Return the lines below that contain the word "registry".

**** THE RECORDS ****

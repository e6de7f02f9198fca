//! Band classification
//!
//! Pure, total functions from (metric key, value) to a qualitative band
//! and a descriptive label. Unknown keys and missing values classify as
//! `NotEvaluable`; nothing here ever panics or errors.
//!
//! Boundary values belong to the more favorable band: a value exactly on
//! an ideal bound is `Ideal`, exactly on a workable bound is `Workable`.

use serde::{Deserialize, Serialize};

use crate::registry::{MetricDefinition, MetricRegistry};

/// Qualitative bucket for one resolved metric value
#[derive(Debug, Clone, Copy, PartialEq, Eq, Serialize, Deserialize)]
#[serde(rename_all = "snake_case")]
pub enum ClassificationBand {
    /// Within the metric's optimal interval
    Ideal,
    /// Outside ideal but within the still-acceptable interval
    Workable,
    /// Outside the workable interval; attention warranted
    Check,
    /// Unknown metric or no resolved value
    NotEvaluable,
}

/// Classify a value against the registry's bands for `key`.
///
/// `key` may be a per-side key (`fat-l`); it canonicalizes to the
/// side-agnostic entry when no per-side entry exists.
pub fn classify(registry: &MetricRegistry, key: &str, value: Option<f64>) -> ClassificationBand {
    let (Some(def), Some(value)) = (registry.lookup(key), value) else {
        return ClassificationBand::NotEvaluable;
    };
    classify_with(def, value)
}

fn classify_with(def: &MetricDefinition, value: f64) -> ClassificationBand {
    if def.ideal.is_some_and(|ideal| ideal.contains(value)) {
        return ClassificationBand::Ideal;
    }
    if def.workable.contains(value) {
        return ClassificationBand::Workable;
    }
    ClassificationBand::Check
}

/// Descriptive label for a value, always indicating direction for
/// out-of-band values ("too low" vs "too high", never just magnitude).
///
/// Within the workable band the label picks the half the value falls
/// in, relative to the workable band's midpoint.
pub fn label(registry: &MetricRegistry, key: &str, value: Option<f64>) -> &'static str {
    let (Some(def), Some(value)) = (registry.lookup(key), value) else {
        return "Not evaluated";
    };

    match classify_with(def, value) {
        ClassificationBand::Ideal => def.labels.ideal,
        ClassificationBand::Workable => {
            if value <= def.workable.midpoint() {
                def.labels.workable_low
            } else {
                def.labels.workable_high
            }
        }
        ClassificationBand::Check => {
            if value < def.workable.min {
                def.labels.below_workable
            } else {
                def.labels.above_workable
            }
        }
        ClassificationBand::NotEvaluable => "Not evaluated",
    }
}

****

- [SOLVED EXERCISE]:
use crate::registry::{MetricDefinition, MetricRegistry};
/// Classify a value against the registry's bands for `key`.
pub fn classify(registry: &MetricRegistry, key: &str, value: Option<f64>) -> ClassificationBand {
    let (Some(def), Some(value)) = (registry.lookup(key), value) else {
pub fn label(registry: &MetricRegistry, key: &str, value: Option<f64>) -> &'static str {
    let (Some(def), Some(value)) = (registry.lookup(key), value) else {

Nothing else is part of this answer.